Sexta-feira, 12 de junho de 2026 - 16h55

O uso indevido de recursos
públicos para a propaganda pessoal de governantes é um crime que precisa ser
punido com rigor. Aqui e acolá pipocam denúncias envolvendo a utilização da
máquina administrativa para promoção de dirigentes públicos que agem ao arrepio
da lei. Os órgãos de fiscalização têm conseguido resultados importantes dentro
de suas respectivas áreas de atuação, contudo, é preciso avançar mais, não só
mandando tirar a propaganda do ar, como também punindo severamente os
responsáveis pela ilegalidade.
A maioria dos políticos
brasileiros ainda não se conscientizou de que os seus atos, bons ou maus, serão
decisivos para a sua sobrevivência política.
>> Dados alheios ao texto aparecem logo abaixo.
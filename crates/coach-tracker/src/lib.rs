pub mod coaching;
pub mod config;
pub mod error;
pub mod telemetry;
Muitos erram na certeza da
impunidade, acreditando na ingenuidade do povo, incapaz, por isso mesmo, de
separar o joio do trigo. Esse tipo de político precisa ser castigado
exemplarmente, inclusive com a perde de mandato do cargo público. O decreto-lei
nº. 201, de 27 de fevereiro de 1967, estabelece penas para quem, no exercício
do poder, comete atos de improbidade administrativa, mas há quem sustente que
suas penas são muito brandas.
Estamos em ano eleitoral. Será
que vamos assistir, além do baixíssimo nível de uma propaganda duvidosa, o
derrame acintoso de dinheiro público dentro de um país endividado até o pescoço,
enfrentando sérios problemas na economia e, principalmente, no setor da
segurança pública? Esse filme é antigo. Acontece aqui e no resto do país, onde
a impunidade atinge índices assustadores. Não há o mínimo respeito com o
dinheiro dos pagadores de impostos. A punição precisa ser severa.